Task inputs section start
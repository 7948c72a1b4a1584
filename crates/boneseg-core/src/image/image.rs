//! Image type with physical metadata.
//!
//! An [`Image`] is an N-dimensional `ndarray` array of voxels plus the
//! [`Affine`] that maps voxel indices to physical coordinates. Derived images
//! (masks, casts) are built with [`Image::with_data`] so they always share the
//! source affine and shape.

use ndarray::ArrayD;

use crate::error::{Result, SegmentationError};
use crate::spatial::Affine;

/// Volumetric image with physical metadata.
///
/// # Type Parameters
/// * `T` - The voxel type (`f32` intensities, `bool` masks, `u8` labels)
///
/// # Examples
/// ```rust
/// use boneseg_core::{Affine, Image};
/// use ndarray::{ArrayD, IxDyn};
///
/// let data = ArrayD::<f32>::zeros(IxDyn(&[4, 4, 4]));
/// let image = Image::new(data, Affine::identity());
/// assert_eq!(image.shape(), &[4, 4, 4]);
/// ```
#[derive(Debug, Clone, PartialEq)]
pub struct Image<T> {
    /// Voxel data, indexed `[i, j, k, ...]`.
    data: ArrayD<T>,
    /// Voxel-to-world transform.
    affine: Affine,
}

impl<T> Image<T> {
    /// Create a new image with the given data and affine.
    pub fn new(data: ArrayD<T>, affine: Affine) -> Self {
        Self { data, affine }
    }

    /// Get the voxel data.
    pub fn data(&self) -> &ArrayD<T> {
        &self.data
    }

    /// Get the affine transform.
    pub fn affine(&self) -> &Affine {
        &self.affine
    }

    /// Get the image shape.
    pub fn shape(&self) -> &[usize] {
        self.data.shape()
    }

    /// Number of axes.
    pub fn ndim(&self) -> usize {
        self.data.ndim()
    }

    /// Total number of voxels.
    pub fn len(&self) -> usize {
        self.data.len()
    }

    /// Whether the image holds no voxels.
    pub fn is_empty(&self) -> bool {
        self.data.is_empty()
    }

    /// Build an image over the same physical grid with different voxel data.
    ///
    /// # Errors
    /// Returns [`SegmentationError::ShapeMismatch`] if `data` does not have
    /// exactly this image's shape.
    pub fn with_data<U>(&self, data: ArrayD<U>) -> Result<Image<U>> {
        if data.shape() != self.shape() {
            return Err(SegmentationError::shape_mismatch(self.shape(), data.shape()));
        }
        Ok(Image::new(data, self.affine))
    }

    /// Split into voxel data and affine.
    pub fn into_parts(self) -> (ArrayD<T>, Affine) {
        (self.data, self.affine)
    }
}

impl Image<bool> {
    /// Number of `true` voxels.
    pub fn count_foreground(&self) -> usize {
        self.data.iter().filter(|&&v| v).count()
    }

    /// Cast the mask to 8-bit labels: `true` -> 1, `false` -> 0.
    pub fn to_u8(&self) -> Image<u8> {
        Image::new(self.data.mapv(u8::from), self.affine)
    }
}

#[cfg(test)]
mod tests {
    use super::*;
    use ndarray::{array, IxDyn};

    #[test]
    fn test_image_accessors() {
        let data = ArrayD::<f32>::zeros(IxDyn(&[2, 3, 4]));
        let image = Image::new(data, Affine::identity());
        assert_eq!(image.shape(), &[2, 3, 4]);
        assert_eq!(image.ndim(), 3);
        assert_eq!(image.len(), 24);
        assert!(!image.is_empty());
        assert_eq!(image.affine(), &Affine::identity());
    }

    #[test]
    fn test_with_data_keeps_affine() {
        let affine = Affine::from_rows([
            [2.0, 0.0, 0.0, 1.0],
            [0.0, 2.0, 0.0, 2.0],
            [0.0, 0.0, 2.0, 3.0],
            [0.0, 0.0, 0.0, 1.0],
        ]);
        let image = Image::new(ArrayD::<f32>::zeros(IxDyn(&[2, 2])), affine);
        let mask = image
            .with_data(ArrayD::from_elem(IxDyn(&[2, 2]), true))
            .unwrap();
        assert_eq!(mask.affine(), &affine);
        assert_eq!(mask.count_foreground(), 4);
    }

    #[test]
    fn test_with_data_rejects_other_shape() {
        let image = Image::new(ArrayD::<f32>::zeros(IxDyn(&[2, 2])), Affine::identity());
        let err = image
            .with_data(ArrayD::from_elem(IxDyn(&[2, 3]), false))
            .unwrap_err();
        assert_eq!(
            err,
            SegmentationError::ShapeMismatch {
                expected: vec![2, 2],
                actual: vec![2, 3],
            }
        );
    }

    #[test]
    fn test_to_u8() {
        let mask = Image::new(array![[true, false], [false, true]].into_dyn(), Affine::identity());
        let labels = mask.to_u8();
        assert_eq!(labels.data(), &array![[1u8, 0], [0, 1]].into_dyn());
        assert_eq!(labels.affine(), mask.affine());
    }
}
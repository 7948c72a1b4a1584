//! Intensity thresholding.

use ndarray::{Array, ArrayBase, Data, Dimension};

use crate::image::Image;

/// Classify each voxel as foreground iff its value is strictly greater than
/// `threshold`.
///
/// Values are widened to `f64` before comparing, which is exact for every
/// type that converts losslessly (`u8`..`i32`, `f32`, `f64`).
pub fn binary_threshold<S, D, T>(data: &ArrayBase<S, D>, threshold: f64) -> Array<bool, D>
where
    S: Data<Elem = T>,
    D: Dimension,
    T: Copy + Into<f64>,
{
    data.mapv(|v| v.into() > threshold)
}

/// Binary threshold filter.
///
/// Produces a mask over the same grid as the input image.
#[derive(Debug, Clone, Copy, PartialEq)]
pub struct BinaryThresholdFilter {
    threshold: f64,
}

impl BinaryThresholdFilter {
    /// Create a filter with the given lower (exclusive) bound.
    pub fn new(threshold: f64) -> Self {
        Self { threshold }
    }

    /// Apply the filter to an image.
    pub fn apply<T: Copy + Into<f64>>(&self, image: &Image<T>) -> Image<bool> {
        Image::new(
            binary_threshold(image.data(), self.threshold),
            *image.affine(),
        )
    }
}
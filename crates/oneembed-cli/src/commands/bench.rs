//! Bench Command Implementation

use std::path::PathBuf;
use std::time::{Duration, Instant};

use anyhow::{Context, Result};
use clap::Args;
use oneembed_core::{CacheOptions, EmbeddingOptions, FeatureId};
use oneembed_engine::{EmbeddingEngine, StatsSnapshot};
use rand::rngs::StdRng;
use rand::{Rng, SeedableRng};
use tracing::{debug, info};

use super::{load_options, OptionOverrides};

/// Run synthetic lookup/update batches
///
/// Each batch looks up `batch_size` ids drawn uniformly from `key_space`
/// and feeds a random gradient back for the rows it got.
///
/// # Example
///
/// ```bash
/// oneembed bench --options options.json --batches 200 --batch-size 4096
/// ```
#[derive(Args, Debug, Clone)]
pub struct BenchCommand {
    /// Options blob to start from; a small stock table otherwise
    #[arg(long)]
    pub options: Option<PathBuf>,

    #[command(flatten)]
    pub overrides: OptionOverrides,

    /// Table directory; a temporary one is used if neither this nor the
    /// options blob names one
    #[arg(long)]
    pub dir: Option<PathBuf>,

    /// Number of lookup/update rounds
    #[arg(long, default_value = "100")]
    pub batches: usize,

    /// Ids per batch
    #[arg(long, default_value = "1024")]
    pub batch_size: usize,

    /// Ids are drawn from [0, key_space)
    #[arg(long, default_value = "100000")]
    pub key_space: FeatureId,

    /// Seed for ids and gradients
    #[arg(long, default_value = "0")]
    pub seed: u64,
}

/// Outcome of a bench run.
#[derive(Debug, Clone)]
pub struct BenchReport {
    pub batches: usize,
    pub lookup_time: Duration,
    pub update_time: Duration,
    pub flushed: usize,
    pub global_step: u64,
    pub stats: StatsSnapshot,
}

impl BenchReport {
    /// Ids looked up per second.
    pub fn lookup_rate(&self) -> f64 {
        rate(self.stats.keys_looked_up, self.lookup_time)
    }

    /// Keys updated per second.
    pub fn update_rate(&self) -> f64 {
        rate(self.stats.keys_updated, self.update_time)
    }
}

fn rate(keys: u64, elapsed: Duration) -> f64 {
    let secs = elapsed.as_secs_f64();
    if secs == 0.0 {
        0.0
    } else {
        keys as f64 / secs
    }
}

impl std::fmt::Display for BenchReport {
    fn fmt(&self, f: &mut std::fmt::Formatter<'_>) -> std::fmt::Result {
        writeln!(f, "batches: {}", self.batches)?;
        writeln!(
            f,
            "lookup: {:?} ({:.0} keys/s)",
            self.lookup_time,
            self.lookup_rate()
        )?;
        writeln!(
            f,
            "update: {:?} ({:.0} keys/s)",
            self.update_time,
            self.update_rate()
        )?;
        writeln!(f, "l1 hit rate: {:.3}", self.stats.l1_hit_rate())?;
        writeln!(f, "flushed: {}", self.flushed)?;
        writeln!(f, "global_step: {}", self.global_step)?;
        writeln!(f, "{}", self.stats)
    }
}

impl BenchCommand {
    /// Execute the bench command
    pub fn run(&self) -> Result<()> {
        let mut options = match &self.options {
            Some(path) => load_options(path, &self.overrides)?,
            None => self.stock_options()?,
        };
        if let Some(dir) = &self.dir {
            options.fixed_table.path = Some(dir.clone());
        }

        // Keeps the temporary table alive until the report is printed.
        let _scratch = if options.fixed_table.path.is_none() {
            let scratch = tempfile::TempDir::new().context("Failed to create a scratch table")?;
            options.fixed_table.path = Some(scratch.path().to_path_buf());
            Some(scratch)
        } else {
            None
        };

        let report = self.execute(options)?;
        print!("{report}");
        Ok(())
    }

    fn stock_options(&self) -> Result<EmbeddingOptions> {
        let mut options = EmbeddingOptions::new("bench", 16, PathBuf::new());
        options.fixed_table.path = None;
        options.l1_cache = CacheOptions::lru(64);
        self.overrides.apply(&mut options)?;
        Ok(options)
    }

    /// Opens the engine described by `options` and drives it.
    pub fn execute(&self, options: EmbeddingOptions) -> Result<BenchReport> {
        anyhow::ensure!(self.key_space > 0, "--key-space must be positive");

        let engine = EmbeddingEngine::open(options).context("Failed to open the engine")?;
        info!(
            embedding = engine.name(),
            l1_capacity = engine.l1_capacity(),
            l2_capacity = engine.l2_capacity(),
            "Starting bench"
        );

        let mut rng = StdRng::seed_from_u64(self.seed);
        let mut ids: Vec<FeatureId> = Vec::with_capacity(self.batch_size);
        let mut lookup_time = Duration::ZERO;
        let mut update_time = Duration::ZERO;

        for batch in 0..self.batches {
            ids.clear();
            ids.extend((0..self.batch_size).map(|_| rng.gen_range(0..self.key_space)));

            let started = Instant::now();
            let rows = engine.lookup(&ids)?;
            lookup_time += started.elapsed();

            let gradients: Vec<f32> = (0..rows.values().len())
                .map(|_| rng.gen_range(-0.01f32..0.01))
                .collect();
            let started = Instant::now();
            engine.apply_gradient_checked(&rows, &gradients)?;
            update_time += started.elapsed();

            if (batch + 1) % 10 == 0 {
                debug!(batch = batch + 1, "Bench progress");
            }
        }

        let flushed = engine.flush()?;
        let report = BenchReport {
            batches: self.batches,
            lookup_time,
            update_time,
            flushed,
            global_step: engine.global_step(),
            stats: engine.stats(),
        };
        engine.close()?;
        Ok(report)
    }
}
Task inputs section end
▶ Problem details: Looking at the records above, return exactly the lines from the line with "self.data.iter().filter(|&&v| v).count()" to the line with "use super::*;", both ends included.

▶ Exercise solution:
        self.data.iter().filter(|&&v| v).count()
    }

    /// Cast the mask to 8-bit labels: `true` -> 1, `false` -> 0.
    pub fn to_u8(&self) -> Image<u8> {
        Image::new(self.data.mapv(u8::from), self.affine)
    }
}

#[cfg(test)]
mod tests {
    use super::*;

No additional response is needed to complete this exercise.